Frankfurt, October 2015. The event of the largest book fair in the world is the presence of Salman Rushdie (for some strange reason in Greece we renamed him Rushdie). We expect him to appear as if he were a Hollywood superstar. And it goes without saying that we went through a thorough check before entering the room.
How often does a writer become a celebrity? I’m thinking about Norman Mailer. But Mailer became famous for a variety of reasons unrelated to his prose. On the contrary, Rushdie has nothing to do with politics, television and cinema, but only with dull, demanding literature.

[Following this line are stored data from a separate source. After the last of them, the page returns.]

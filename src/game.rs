//! Game session domain model and its lifecycle rules.
//!
//! A [`GameSession`] starts [`GameStatus::Active`] and moves exactly once to
//! one of the terminal states. The transitions here are pure: they compute
//! the next state and the [`GameUpdate`] that persists it, leaving I/O to
//! the engine.

use chrono::{DateTime, Utc};
use derive_getters::Getters;
use derive_more::{Display, From};
use serde::{Deserialize, Serialize};
use tracing::{debug, info, instrument};
use uuid::Uuid;

use crate::hints::hint;
use crate::scoring::score;
use crate::store::GameUpdate;

/// Attempts allowed per game unless configured otherwise.
pub const DEFAULT_MAX_ATTEMPTS: u32 = 5;

/// Seconds allowed per game unless configured otherwise.
pub const DEFAULT_TIME_LIMIT_SECS: u32 = 120;

/// Unique, never reused identifier of a game.
#[derive(Debug, Clone, PartialEq, Eq, Hash, Display, From, Serialize, Deserialize)]
#[serde(transparent)]
pub struct GameId(String);

impl GameId {
    /// Generates a fresh random identifier.
    #[instrument]
    pub fn generate() -> Self {
        Self(Uuid::new_v4().to_string())
    }

    /// Returns the identifier as a string slice.
    pub fn as_str(&self) -> &str {
        &self.0
    }
}

impl From<&str> for GameId {
    fn from(id: &str) -> Self {
        Self(id.to_string())
    }
}

/// Illustration of the secret word (SVG markup).
#[derive(Debug, Clone, PartialEq, Eq, Display, From, Serialize, Deserialize)]
#[serde(transparent)]
pub struct Rendering(String);

impl Rendering {
    /// Returns the markup.
    pub fn as_str(&self) -> &str {
        &self.0
    }

    /// Consumes the rendering, returning the markup.
    pub fn into_inner(self) -> String {
        self.0
    }
}

/// Lifecycle state of a game.
#[derive(Debug, Clone, Copy, PartialEq, Eq, Hash, Serialize, Deserialize, strum::Display)]
#[serde(rename_all = "lowercase")]
#[strum(serialize_all = "lowercase")]
pub enum GameStatus {
    /// Accepting guesses.
    Active,
    /// The word was guessed.
    Won,
    /// Every attempt was used without a match.
    Lost,
    /// The time limit ran out.
    Timeout,
}

impl GameStatus {
    /// Whether no further guesses are accepted.
    pub fn is_terminal(self) -> bool {
        !matches!(self, Self::Active)
    }

    /// Converts status to the string stored in the database.
    #[instrument]
    pub fn to_db_string(&self) -> &'static str {
        match self {
            Self::Active => "active",
            Self::Won => "won",
            Self::Lost => "lost",
            Self::Timeout => "timeout",
        }
    }

    /// Parses status from the string stored in the database.
    #[instrument(skip(s), fields(s = %s))]
    pub fn from_db_string(s: &str) -> Option<Self> {
        match s {
            "active" => Some(Self::Active),
            "won" => Some(Self::Won),
            "lost" => Some(Self::Lost),
            "timeout" => Some(Self::Timeout),
            _ => None,
        }
    }
}

/// One recorded guess. Serialized with the public wire names.
#[derive(Debug, Clone, PartialEq, Eq, Serialize, Deserialize, Getters, derive_new::new)]
pub struct GuessEntry {
    /// Guess as the player typed it.
    #[serde(rename = "guess")]
    text: String,
    /// When the guess was processed.
    timestamp: DateTime<Utc>,
    /// Whether it matched the secret word.
    #[serde(rename = "correct")]
    was_correct: bool,
}

/// Per-game limits fixed at creation.
#[derive(Debug, Clone, Copy, PartialEq, Eq, Getters, derive_new::new)]
pub struct GameSettings {
    max_attempts: u32,
    time_limit_secs: u32,
}

impl Default for GameSettings {
    fn default() -> Self {
        Self::new(DEFAULT_MAX_ATTEMPTS, DEFAULT_TIME_LIMIT_SECS)
    }
}

/// One play-through of the guessing game.
#[derive(Debug, Clone, PartialEq, Getters)]
pub struct GameSession {
    id: GameId,
    secret_word: String,
    rendering: Rendering,
    status: GameStatus,
    score: u32,
    attempts: u32,
    max_attempts: u32,
    start_time: DateTime<Utc>,
    time_limit_secs: u32,
    guesses: Vec<GuessEntry>,
    /// Bumped by every persisted update; guards against lost writes.
    version: u64,
}

/// What a processed guess did to the game.
#[derive(Debug, Clone, PartialEq, Eq)]
pub enum GuessVerdict {
    /// The guess matched.
    Won {
        /// Points awarded.
        score: u32,
        /// Attempts used, including this one.
        attempts: u32,
        /// The secret word.
        word: String,
    },
    /// Last attempt used without a match.
    Lost {
        /// Attempts used.
        attempts: u32,
        /// The secret word.
        word: String,
    },
    /// Wrong guess with attempts to spare.
    Continue {
        /// Attempts used.
        attempts: u32,
        /// Attempt limit.
        max_attempts: u32,
        /// Hint for the next guess.
        hint: Option<String>,
    },
}

/// Why a session refused a guess.
#[derive(Debug, Clone, Copy, PartialEq, Eq)]
pub enum GuessRejection {
    /// The game already ended.
    NotActive(GameStatus),
    /// The time limit passed; the session must move to timeout.
    Expired,
}

impl GameSession {
    /// Starts a fresh active game.
    #[instrument(skip(secret_word, rendering), fields(game_id = %id))]
    pub fn start(
        id: GameId,
        secret_word: String,
        rendering: Rendering,
        settings: GameSettings,
        start_time: DateTime<Utc>,
    ) -> Self {
        info!(
            max_attempts = settings.max_attempts,
            time_limit = settings.time_limit_secs,
            "Starting game session"
        );
        Self {
            id,
            secret_word,
            rendering,
            status: GameStatus::Active,
            score: 0,
            attempts: 0,
            max_attempts: settings.max_attempts,
            start_time,
            time_limit_secs: settings.time_limit_secs,
            guesses: Vec::new(),
            version: 0,
        }
    }

    /// Reassembles a session from stored fields.
    #[allow(clippy::too_many_arguments)]
    pub fn from_parts(
        id: GameId,
        secret_word: String,
        rendering: Rendering,
        status: GameStatus,
        score: u32,
        attempts: u32,
        max_attempts: u32,
        start_time: DateTime<Utc>,
        time_limit_secs: u32,
        guesses: Vec<GuessEntry>,
        version: u64,
    ) -> Self {
        Self {
            id,
            secret_word,
            rendering,
            status,
            score,
            attempts,
            max_attempts,
            start_time,
            time_limit_secs,
            guesses,
            version,
        }
    }

    /// Seconds since the game started, with sub-second precision. Never negative.
    pub fn elapsed_secs(&self, now: DateTime<Utc>) -> f64 {
        let millis = (now - self.start_time).num_milliseconds().max(0);
        millis as f64 / 1000.0
    }

    /// Whole seconds left on the clock.
    pub fn time_left(&self, now: DateTime<Utc>) -> u32 {
        let elapsed = self.elapsed_secs(now).floor() as i64;
        (i64::from(self.time_limit_secs) - elapsed).max(0) as u32
    }

    /// The secret word, only once the game has ended.
    pub fn revealed_word(&self) -> Option<&str> {
        self.status
            .is_terminal()
            .then_some(self.secret_word.as_str())
    }

    /// The hint for the current attempt count, only while active.
    pub fn current_hint(&self) -> Option<String> {
        if self.status.is_terminal() {
            return None;
        }
        hint(&self.secret_word, self.attempts)
    }

    /// Detects lazy expiry on read: an active game with no time left becomes
    /// a timeout. Returns the update to persist, if the state changed.
    #[instrument(skip(self), fields(game_id = %self.id, status = %self.status))]
    pub fn expire_if_due(&mut self, now: DateTime<Utc>) -> Option<GameUpdate> {
        if self.status != GameStatus::Active || self.time_left(now) > 0 {
            return None;
        }
        info!("Time limit reached, game timed out");
        Some(self.apply_timeout())
    }

    /// Processes a guess against the secret word.
    ///
    /// On success the session already reflects the guess and the returned
    /// update carries the same change for the store. On
    /// [`GuessRejection::Expired`] the caller must persist the timeout via
    /// [`GameSession::apply_timeout`].
    #[instrument(skip(self, text), fields(game_id = %self.id, attempts = self.attempts))]
    pub fn guess(
        &mut self,
        text: &str,
        now: DateTime<Utc>,
    ) -> Result<(GuessVerdict, GameUpdate), GuessRejection> {
        if self.status != GameStatus::Active {
            return Err(GuessRejection::NotActive(self.status));
        }

        let elapsed = self.elapsed_secs(now);
        if elapsed > f64::from(self.time_limit_secs) {
            debug!(elapsed, "Guess arrived after time limit");
            return Err(GuessRejection::Expired);
        }

        let normalized = text.trim().to_lowercase();
        let correct = normalized == self.secret_word.to_lowercase();
        let entry = GuessEntry::new(text.to_string(), now, correct);

        self.attempts += 1;
        self.guesses.push(entry.clone());
        let update = GameUpdate::default()
            .with_attempts(self.attempts)
            .with_append_guess(entry);

        if correct {
            self.score = score(
                self.attempts,
                elapsed.trunc() as u64,
                u64::from(self.time_limit_secs),
            );
            self.status = GameStatus::Won;
            info!(score = self.score, attempts = self.attempts, "Word guessed");
            let verdict = GuessVerdict::Won {
                score: self.score,
                attempts: self.attempts,
                word: self.secret_word.clone(),
            };
            return Ok((
                verdict,
                update.with_status(GameStatus::Won).with_score(self.score),
            ));
        }

        if self.attempts >= self.max_attempts {
            self.status = GameStatus::Lost;
            info!(attempts = self.attempts, "Out of attempts");
            let verdict = GuessVerdict::Lost {
                attempts: self.attempts,
                word: self.secret_word.clone(),
            };
            return Ok((verdict, update.with_status(GameStatus::Lost)));
        }

        debug!(attempts = self.attempts, "Wrong guess");
        let verdict = GuessVerdict::Continue {
            attempts: self.attempts,
            max_attempts: self.max_attempts,
            hint: hint(&self.secret_word, self.attempts),
        };
        Ok((verdict, update))
    }

    /// Moves the session to timeout and returns the update to persist.
    #[instrument(skip(self), fields(game_id = %self.id))]
    pub fn apply_timeout(&mut self) -> GameUpdate {
        self.status = GameStatus::Timeout;
        GameUpdate::default().with_status(GameStatus::Timeout)
    }

    /// Applies a stored partial update and adopts `version`.
    #[instrument(skip(self, update), fields(game_id = %self.id))]
    pub fn apply(&mut self, update: &GameUpdate, version: u64) {
        if let Some(status) = update.status {
            self.status = status;
        }
        if let Some(score) = update.score {
            self.score = score;
        }
        if let Some(attempts) = update.attempts {
            self.attempts = attempts;
        }
        if let Some(entry) = &update.append_guess {
            self.guesses.push(entry.clone());
        }
        self.version = version;
    }

    /// Records that a stored update succeeded under `version`.
    pub(crate) fn set_version(&mut self, version: u64) {
        self.version = version;
    }
}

That same year in Frankfurt, where Indonesia was the honorary country, we watched a public interview (in German!) by the leading American historian Timothy Snyder. Lots of people, but that’s all. With Rushdie, you immediately know that you are on a different path, and as I stand in the crowd, I am reminded of a shocking personal story he published in The New Yorker in 2012 (written in the third person, as if it all happened to someone else). ): “Disappeared” (The Disappeared). There he wrote that he woke up on a typical 1989 morning in his London home, thinking about his problems with his wife, getting ready for his day (morning TV interview and then a memorial service for his writer friend Bruce Chatwin). .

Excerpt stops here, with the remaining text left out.